Records from a data collection:

———

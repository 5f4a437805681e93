/* This file is part of DarkFi (https://dark.fi)
 *
 * Copyright (C) 2020-2025 Dyne.org foundation
 *
 * This program is free software: you can redistribute it and/or modify
 * it under the terms of the GNU Affero General Public License as
 * published by the Free Software Foundation, either version 3 of the
 * License, or (at your option) any later version.
 *
 * This program is distributed in the hope that it will be useful,
 * but WITHOUT ANY WARRANTY; without even the implied warranty of
 * MERCHANTABILITY or FITNESS FOR A PARTICULAR PURPOSE.  See the
 * GNU Affero General Public License for more details.
 *
 * You should have received a copy of the GNU Affero General Public License
 * along with this program.  If not, see <https://www.gnu.org/licenses/>.
 */

use std::{collections::HashMap, sync::Arc, time::Duration};

use smol::{
    io::BufReader,
    net::{TcpListener, TcpStream},
};
use tinyjson::JsonValue;
use url::Url;

use wasmdeploy::{
    error::RpcError,
    fee::FeePolicy,
    identity::Identity,
    ledger::{LedgerClient, RpcLedgerClient},
    rpc::{
        client::RpcClient,
        common::{read_from_stream, write_to_stream},
        jsonrpc::{ErrorCode, JsonError, JsonNotification, JsonRequest, JsonResponse, JsonResult},
    },
    session::{ContractRef, DeploySession},
    submitter::TxSubmitter,
    Error, FailureKind, Result,
};

fn store_ack() -> JsonValue {
    r#"{"height":10,"txhash":"5EA1","code":0,"raw_log":"","logs":[{"msg_index":0,"events":[
        {"type":"store_code","attributes":[{"key":"code_id","value":"42"}]}]}]}"#
        .parse()
        .unwrap()
}

/// Delay before the node answers `slow`
const SLOW_REPLY: Duration = Duration::from_millis(300);

/// Answer one request the way a ledger node would.
fn handle_request(req: JsonRequest) -> JsonResult {
    let JsonValue::Array(params) = &req.params else {
        return JsonError::new(ErrorCode::InvalidParams, None, req.id).into()
    };

    match req.method.as_str() {
        "auth.account_sequence" => JsonResponse::new(JsonValue::Number(7.0), req.id).into(),

        "tx.broadcast_sync" => {
            let Some(JsonValue::Object(tx)) = params.first() else {
                return JsonError::new(ErrorCode::InvalidParams, None, req.id).into()
            };
            assert!(tx.contains_key("signature"));
            assert!(tx.contains_key("public_key"));
            JsonResponse::new(store_ack(), req.id).into()
        }

        // Echo the query back
        "wasm.contract_query" => match params.as_slice() {
            [JsonValue::String(contract), query] if contract != "missing" => {
                let rep = HashMap::from([
                    ("contract".to_string(), JsonValue::String(contract.clone())),
                    ("query".to_string(), query.clone()),
                ]);
                JsonResponse::new(JsonValue::Object(rep), req.id).into()
            }
            _ => {
                let msg = Some("not found".to_string());
                JsonError::new(ErrorCode::ServerError(-32001), msg, req.id).into()
            }
        },

        "slow" | "fast" => JsonResponse::new(JsonValue::String(req.method.clone()), req.id).into(),

        _ => JsonError::new(ErrorCode::MethodNotFound, None, req.id).into(),
    }
}

async fn handle_conn(stream: TcpStream) -> Result<()> {
    let mut reader = BufReader::new(stream.clone());
    let mut writer = stream;
    let mut buf = vec![];

    loop {
        if read_from_stream(&mut reader, &mut buf).await.is_err() {
            return Ok(())
        }

        let value: JsonValue = String::from_utf8_lossy(&buf).parse()?;
        let req = JsonRequest::try_from(&value)?;

        match req.method.as_str() {
            "slow" => {
                smol::Timer::after(SLOW_REPLY).await;
            }
            // Noise ahead of the real reply: an error meant for some
            // other request, and a notification
            "noisy" => {
                let stray = JsonError::new(ErrorCode::InternalError, None, req.id.wrapping_add(1));
                write_to_stream(&mut writer, &stray.stringify()?).await?;
                let notif = JsonNotification {
                    method: "blocks.subscribe".to_string(),
                    params: JsonValue::Array(vec![]),
                };
                write_to_stream(&mut writer, &notif.stringify()?).await?;
            }
            _ => {}
        }

        let rep = match req.method.as_str() {
            "noisy" => JsonResponse::new(JsonValue::String("quiet".to_string()), req.id).into(),
            _ => handle_request(req),
        };
        write_to_stream(&mut writer, &rep.stringify()?).await?;
    }
}

/// Spawn a line-delimited JSON-RPC server on a free local port.
async fn spawn_server() -> Result<Url> {
    let listener = TcpListener::bind("127.0.0.1:0").await?;
    let endpoint = Url::parse(&format!("tcp://127.0.0.1:{}", listener.local_addr()?.port()))?;

    smol::spawn(async move {
        while let Ok((stream, _)) = listener.accept().await {
            smol::spawn(handle_conn(stream)).detach();
        }
    })
    .detach();

    Ok(endpoint)
}

#[test]
fn jsonrpc_reqrep() -> Result<()> {
    smol::block_on(async {
        let endpoint = spawn_server().await?;
        let client = RpcClient::new(endpoint).await?;

        let req = JsonRequest::new("auth.account_sequence", JsonValue::Array(vec![]));
        assert_eq!(client.request(req).await?, JsonValue::Number(7.0));

        let req = JsonRequest::new("nope", JsonValue::Array(vec![]));
        match client.request(req).await {
            Err(Error::RpcClientError(RpcError::ServerError(code, _))) => {
                assert_eq!(code, ErrorCode::MethodNotFound.code())
            }
            other => panic!("unexpected reply: {other:?}"),
        }

        // Replies for other ids and notifications are passed over
        let req = JsonRequest::new("noisy", JsonValue::Array(vec![]));
        assert_eq!(client.request(req).await?, JsonValue::String("quiet".to_string()));

        // The connection stays usable after error replies
        let req = JsonRequest::new("auth.account_sequence", JsonValue::Array(vec![]));
        assert_eq!(client.request(req).await?, JsonValue::Number(7.0));

        Ok(())
    })
}

#[test]
fn recovers_after_timeout() -> Result<()> {
    smol::block_on(async {
        let endpoint = spawn_server().await?;
        let client = RpcClient::with_timeout(endpoint, Duration::from_millis(100)).await?;

        let req = JsonRequest::new("slow", JsonValue::Array(vec![]));
        assert!(matches!(client.request(req).await, Err(Error::Io(std::io::ErrorKind::TimedOut))));

        // Let the late reply land in the stream
        smol::Timer::after(SLOW_REPLY * 2).await;

        for _ in 0..3 {
            let req = JsonRequest::new("fast", JsonValue::Array(vec![]));
            assert_eq!(client.request(req).await?, JsonValue::String("fast".to_string()));
        }

        Ok(())
    })
}

#[test]
fn ledger_over_tcp() -> Result<()> {
    smol::block_on(async {
        let endpoint = spawn_server().await?;
        let ledger = RpcLedgerClient::new(endpoint, Duration::from_secs(5)).await?;
        assert_eq!(ledger.account_sequence("someone").await?, 7);

        let submitter = TxSubmitter::new(
            Arc::new(ledger),
            Identity::from_seed([7u8; 32]),
            "localterra",
            FeePolicy::default(),
        );
        let session = DeploySession::new(submitter);

        let code_id = session.store_contract("vault", b"\0asm").await.unwrap();
        assert_eq!(code_id, 42);

        let q: JsonValue = r#"{"config":{}}"#.parse().unwrap();
        let JsonValue::Object(rep) =
            session.query_contract(&ContractRef::address("addr1"), &q).await.unwrap()
        else {
            panic!("query reply is not an object")
        };
        assert_eq!(rep["query"], q);

        let err = session.query_contract(&ContractRef::address("missing"), &q).await.unwrap_err();
        assert_eq!(err.kind, FailureKind::ChainRejected);

        Ok(())
    })
}

#[test]
fn connect_errors() -> Result<()> {
    smol::block_on(async {
        let url = Url::parse("http://127.0.0.1:1")?;
        assert!(matches!(RpcClient::new(url).await, Err(Error::UnsupportedTransport(_))));

        // Bind and drop to get a port nobody listens on
        let listener = TcpListener::bind("127.0.0.1:0").await?;
        let port = listener.local_addr()?.port();
        drop(listener);

        let url = Url::parse(&format!("tcp://127.0.0.1:{port}"))?;
        assert!(matches!(RpcClient::new(url).await, Err(Error::ConnectFailed)));

        Ok(())
    })
}
/// What a step produced
#[derive(Clone, Debug, PartialEq)]
pub enum StepOutput {
    CodeId(u64),
    Address(String),
    Tx(TxResponse),
    Query(JsonValue),
    /// Skipped on resume, the artifact was already at this stage
    Skipped(ArtifactStage),
}

#[derive(Clone, Debug)]
pub struct StepReport {
    pub name: String,
    pub outcome: CallResult<StepOutput>,
}

/// An ordered list of deployment steps
#[derive(Clone, Debug, Default, PartialEq)]
pub struct DeployPlan {
    pub steps: Vec<PlanStep>,
}

/// Keys a step may carry, per action
fn allowed_keys(action: &str) -> Option<&'static [&'static str]> {
    let keys: &'static [&'static str] = match action {
        "store" => &["name", "action", "contract", "wasm"],
        "instantiate" => {
            &["name", "action", "contract", "code_id", "msg", "admin", "label", "funds"]
        }
        "execute" => &["name", "action", "contract", "address", "msg", "funds"],
        "query" => &["name", "action", "contract", "address", "msg"],
        "send" => &["name", "action", "to", "amount"],
        _ => return None,
    };
    Some(keys)
}

/// Flattened steps accept any extra key, so misspelled keys are caught
/// here before they are silently dropped.
fn check_step_keys(toml_str: &str) -> Result<()> {
    let table: toml::Table = toml_str.parse().map_err(|e| Error::PlanError(format!("{e}")))?;
    let Some(toml::Value::Array(steps)) = table.get("step") else { return Ok(()) };

    for step in steps {
        let Some(step) = step.as_table() else { continue };
        let name = step.get("name").and_then(|v| v.as_str()).unwrap_or("<unnamed>");
        // Unknown or missing actions are reported by the deserializer
        let Some(keys) = step.get("action").and_then(|v| v.as_str()).and_then(allowed_keys)
        else {
            continue
        };

        if let Some(key) = step.keys().find(|k| !keys.contains(&k.as_str())) {
            return Err(Error::PlanError(format!("step \"{name}\": unknown key \"{key}\"")))
        }
    }

    Ok(())
}

fn parse_msg(step: &str, msg: &str) -> Result<JsonValue> {
    msg.parse()
        .map_err(|e| Error::PlanError(format!("step \"{step}\": invalid JSON message: {e}")))
}

fn parse_funds(step: &str, funds: &str) -> Result<Vec<Coin>> {
    Coin::parse_list(funds).map_err(|e| Error::PlanError(format!("step \"{step}\": {e}")))
}

fn parse_target(
    step: &str,
    contract: Option<String>,
    address: Option<String>,
) -> Result<ContractRef> {
    match (contract, address) {
        (Some(c), None) => Ok(ContractRef::Name(c)),
        (None, Some(a)) => Ok(ContractRef::Address(a)),
        _ => Err(Error::PlanError(format!(
            "step \"{step}\": exactly one of \"contract\" or \"address\" is required"
        ))),
    }
}

impl DeployPlan {
    /// Parse a plan. Relative bytecode paths are resolved against
    /// `base_dir`.
    pub fn parse(toml_str: &str, base_dir: &Path) -> Result<Self> {
        check_step_keys(toml_str)?;
        let raw: RawPlan =
            toml::from_str(toml_str).map_err(|e| Error::PlanError(e.to_string()))?;

        let mut seen = HashSet::new();
        let mut steps = Vec::with_capacity(raw.step.len());

        for RawStep { name, action } in raw.step {
            if !seen.insert(name.clone()) {
                return Err(Error::PlanError(format!("duplicate step name \"{name}\"")))
            }

            let action = match action {
                RawAction::Store { contract, wasm } => {
                    StepAction::Store { contract, wasm: base_dir.join(wasm) }
                }
                RawAction::Instantiate { contract, code_id, msg, admin, label, funds } => {
                    StepAction::Instantiate {
                        contract,
                        code_id,
                        msg: parse_msg(&name, &msg)?,
                        admin,
                        label,
                        funds: parse_funds(&name, &funds)?,
                    }
                }
                RawAction::Execute { contract, address, msg, funds } => StepAction::Execute {
                    target: parse_target(&name, contract, address)?,
                    msg: parse_msg(&name, &msg)?,
                    funds: parse_funds(&name, &funds)?,
                },
                RawAction::Query { contract, address, msg } => StepAction::Query {
                    target: parse_target(&name, contract, address)?,
                    msg: parse_msg(&name, &msg)?,
                },
                RawAction::Send { to, amount } => {
                    StepAction::Send { to, amount: parse_funds(&name, &amount)? }
                }
            };

            steps.push(PlanStep { name, action });
        }

        Ok(Self { steps })
    }

    pub fn load(path: &Path) -> Result<Self> {
        let base_dir = path.parent().unwrap_or(Path::new("."));
        Self::parse(&load_file(path)?, base_dir)
    }

    pub fn step(&self, name: &str) -> Option<&PlanStep> {
        self.steps.iter().find(|s| s.name == name)
    }

    /// Run the plan, or only the step called `only`. Execution stops at
    /// the first failed step; its report is the last one returned.
    ///
    /// With `resume`, store and instantiate steps whose artifact already
    /// reached that stage are skipped.
    pub async fn run(
        &self,
        session: &DeploySession,
        only: Option<&str>,
        resume: bool,
    ) -> Result<Vec<StepReport>> {
        let steps: Vec<&PlanStep> = match only {
            Some(name) => match self.step(name) {
                Some(s) => vec![s],
                None => return Err(Error::PlanError(format!("no step named \"{name}\""))),
            },
            None => self.steps.iter().collect(),
        };

        let mut reports = vec![];
        for step in steps {
            info!(target: "wasmdeploy::plan", "Running step \"{}\"", step.name);
            let outcome = run_step(session, &step.action, resume).await;
            let failed = outcome.is_err();

            if let Err(e) = &outcome {
                warn!(target: "wasmdeploy::plan", "Step \"{}\" failed: {e}", step.name);
            }

            reports.push(StepReport { name: step.name.clone(), outcome });
            if failed {
                break
            }
        }

        Ok(reports)
    }
}

async fn run_step(
    session: &DeploySession,
    action: &StepAction,
    resume: bool,
) -> CallResult<StepOutput> {
    match action {
        StepAction::Store { contract, wasm } => {
            let stage = session.stage(contract).await;
            if resume && stage != ArtifactStage::Unknown {
                return Ok(StepOutput::Skipped(stage))
            }
            Ok(StepOutput::CodeId(session.store_contract_file(contract, wasm).await?))
        }

        StepAction::Instantiate { contract, code_id, msg, admin, label, funds } => {
            let stage = session.stage(contract).await;
            if resume && matches!(stage, ArtifactStage::Instantiated(..)) {
                return Ok(StepOutput::Skipped(stage))
            }

            let options = InstantiateOptions {
                admin: admin.clone(),
                label: label.clone(),
                funds: funds.clone(),
                fee: None,
            };
            let address =
                session.instantiate_contract_with(contract, *code_id, msg.clone(), options).await?;
            Ok(StepOutput::Address(address))
        }

        StepAction::Execute { target, msg, funds } => {
            let rep =
                session.execute_contract_with(target, msg.clone(), funds.clone(), None).await?;
            Ok(StepOutput::Tx(rep))
        }

        StepAction::Query { target, msg } => {
            Ok(StepOutput::Query(session.query_contract(target, msg).await?))
        }

        StepAction::Send { to, amount } => {
            Ok(StepOutput::Tx(session.send_funds(to, amount.clone()).await?))
        }
    }
}
/* This file is part of DarkFi (https://dark.fi)
 *
 * Copyright (C) 2020-2025 Dyne.org foundation
 *
 * This program is free software: you can redistribute it and/or modify
 * it under the terms of the GNU Affero General Public License as
 * published by the Free Software Foundation, either version 3 of the
 * License, or (at your option) any later version.
 *
 * This program is distributed in the hope that it will be useful,
 * but WITHOUT ANY WARRANTY; without even the implied warranty of
 * MERCHANTABILITY or FITNESS FOR A PARTICULAR PURPOSE.  See the
 * GNU Affero General Public License for more details.
 *
 * You should have received a copy of the GNU Affero General Public License
 * along with this program.  If not, see <https://www.gnu.org/licenses/>.
 */

use std::{
    env,
    ffi::OsString,
    path::{Path, PathBuf},
};

use crate::{Error, Result};

/// Directory name under the config dir holding our files
const CONFIG_SUBDIR: &str = "wasmdeploy";

/// Returns `$HOME`, or `None` when unset or empty.
pub fn home_dir() -> Option<PathBuf> {
    env::var_os("HOME").filter(|h| !h.is_empty()).map(PathBuf::from)
}

/// Returns `$XDG_CONFIG_HOME`, `$HOME/.config`, or `None`.
pub fn config_dir() -> Option<PathBuf> {
    env::var_os("XDG_CONFIG_HOME")
        .and_then(is_absolute_path)
        .or_else(|| home_dir().map(|h| h.join(".config")))
}

fn is_absolute_path(path: OsString) -> Option<PathBuf> {
    let path = PathBuf::from(path);
    if path.is_absolute() {
        Some(path)
    } else {
        None
    }
}

/// Expand a leading `~` to the home directory.
pub fn expand_path(path: &str) -> Result<PathBuf> {
    let Some(rest) = path.strip_prefix('~') else { return Ok(PathBuf::from(path)) };

    // `~user` forms are not supported
    if !rest.is_empty() && !rest.starts_with('/') {
        return Ok(PathBuf::from(path))
    }

    let Some(homedir) = home_dir() else {
        return Err(Error::ConfigError("Could not fetch path for home directory".to_string()))
    };

    match rest.strip_prefix('/') {
        Some(remains) if !remains.is_empty() => Ok(homedir.join(remains)),
        _ => Ok(homedir),
    }
}

/// Join a path with `config_dir()/wasmdeploy`.
pub fn join_config_path(file: &Path) -> Result<PathBuf> {
    let mut path = PathBuf::new();

    if let Some(v) = config_dir() {
        path.push(v);
    }

    path.push(CONFIG_SUBDIR);
    path.push(file);

    Ok(path)
}

/// Use the given path if any, otherwise the fallback file name inside
/// the config dir.
pub fn get_config_path(arg: Option<String>, fallback: &str) -> Result<PathBuf> {
    match arg {
        Some(a) => expand_path(&a),
        None => join_config_path(&PathBuf::from(fallback)),
    }
}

———

**Task goal**:
Filter the records above down to the lines containing "StepReport".

**Task answer**:
pub struct StepReport {
    ) -> Result<Vec<StepReport>> {
            reports.push(StepReport { name: step.name.clone(), outcome });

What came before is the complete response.